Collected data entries
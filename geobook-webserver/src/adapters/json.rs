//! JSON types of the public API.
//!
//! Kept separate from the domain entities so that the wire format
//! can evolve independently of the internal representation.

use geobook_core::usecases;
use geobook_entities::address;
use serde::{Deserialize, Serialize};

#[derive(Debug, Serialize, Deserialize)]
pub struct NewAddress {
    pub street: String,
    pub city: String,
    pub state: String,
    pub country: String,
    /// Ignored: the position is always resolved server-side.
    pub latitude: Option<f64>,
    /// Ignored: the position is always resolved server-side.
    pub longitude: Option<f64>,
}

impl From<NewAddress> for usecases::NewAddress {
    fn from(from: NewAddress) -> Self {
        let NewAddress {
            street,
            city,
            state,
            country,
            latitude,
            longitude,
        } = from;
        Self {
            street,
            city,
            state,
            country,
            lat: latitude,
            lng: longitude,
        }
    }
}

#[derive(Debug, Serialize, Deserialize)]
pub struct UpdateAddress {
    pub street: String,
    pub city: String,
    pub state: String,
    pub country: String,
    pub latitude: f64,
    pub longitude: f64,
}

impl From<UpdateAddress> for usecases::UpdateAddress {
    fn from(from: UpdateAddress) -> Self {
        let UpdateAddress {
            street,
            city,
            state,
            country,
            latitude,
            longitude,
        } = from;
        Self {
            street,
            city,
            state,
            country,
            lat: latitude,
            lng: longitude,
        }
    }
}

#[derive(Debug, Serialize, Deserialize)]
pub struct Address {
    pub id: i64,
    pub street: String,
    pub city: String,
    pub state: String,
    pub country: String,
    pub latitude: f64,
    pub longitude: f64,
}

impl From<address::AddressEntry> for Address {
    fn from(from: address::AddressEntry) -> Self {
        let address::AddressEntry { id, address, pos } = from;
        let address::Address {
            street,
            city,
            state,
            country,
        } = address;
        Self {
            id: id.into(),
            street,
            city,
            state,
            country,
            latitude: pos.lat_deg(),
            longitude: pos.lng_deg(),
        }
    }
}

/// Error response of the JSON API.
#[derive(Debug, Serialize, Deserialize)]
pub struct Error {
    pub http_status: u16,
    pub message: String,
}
---
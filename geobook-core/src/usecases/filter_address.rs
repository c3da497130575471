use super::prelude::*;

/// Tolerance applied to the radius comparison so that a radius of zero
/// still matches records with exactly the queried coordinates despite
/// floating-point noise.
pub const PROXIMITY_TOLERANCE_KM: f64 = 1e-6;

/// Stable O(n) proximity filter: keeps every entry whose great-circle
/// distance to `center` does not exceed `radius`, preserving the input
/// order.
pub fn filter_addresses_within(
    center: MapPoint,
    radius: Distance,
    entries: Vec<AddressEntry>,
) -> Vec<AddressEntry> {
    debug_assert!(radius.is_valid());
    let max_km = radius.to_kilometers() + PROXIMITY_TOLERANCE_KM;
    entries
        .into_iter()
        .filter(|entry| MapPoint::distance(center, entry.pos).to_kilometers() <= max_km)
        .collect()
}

Prompt -
Your task is to return each line of the data above that contains the string "impl".

Answer -
impl From<NewAddress> for usecases::NewAddress {
impl From<UpdateAddress> for usecases::UpdateAddress {
impl From<address::AddressEntry> for Address {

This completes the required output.